▸ **Activity**
In the entries that follow, how many lines contain the word "message"? Answer with the number only.

= = =

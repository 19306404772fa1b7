use axum::Json;
use axum::http::StatusCode;
use axum::response::{IntoResponse, Response};
use serde::Serialize;
use tracing::error;

use spilka_core::MessagingError;

#[derive(Debug, Serialize)]
struct ErrorBody {
    error: String,
}

/// Maps the messaging error taxonomy onto HTTP statuses. Internal failures
/// are logged in full and surfaced as an opaque 500.
pub struct ApiError(MessagingError);

impl From<MessagingError> for ApiError {
    fn from(err: MessagingError) -> Self {
        Self(err)
    }
}

impl From<anyhow::Error> for ApiError {
    fn from(err: anyhow::Error) -> Self {
        Self(MessagingError::Internal(err))
    }
}

impl IntoResponse for ApiError {
    fn into_response(self) -> Response {
        let (status, message) = match &self.0 {
            MessagingError::Unauthorized => (StatusCode::UNAUTHORIZED, self.0.to_string()),
            MessagingError::NotFound(_) => (StatusCode::NOT_FOUND, self.0.to_string()),
            MessagingError::Forbidden(_) => (StatusCode::FORBIDDEN, self.0.to_string()),
            MessagingError::Validation(_) => (StatusCode::BAD_REQUEST, self.0.to_string()),
            MessagingError::RateLimited { .. } => {
                (StatusCode::TOO_MANY_REQUESTS, self.0.to_string())
            }
            MessagingError::Conflict(_) => (StatusCode::CONFLICT, self.0.to_string()),
            MessagingError::Internal(err) => {
                error!("internal error: {err:#}");
                (
                    StatusCode::INTERNAL_SERVER_ERROR,
                    "internal server error".to_string(),
                )
            }
        };

        (status, Json(ErrorBody { error: message })).into_response()
    }
}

= = =

▸ **Problem solution**
2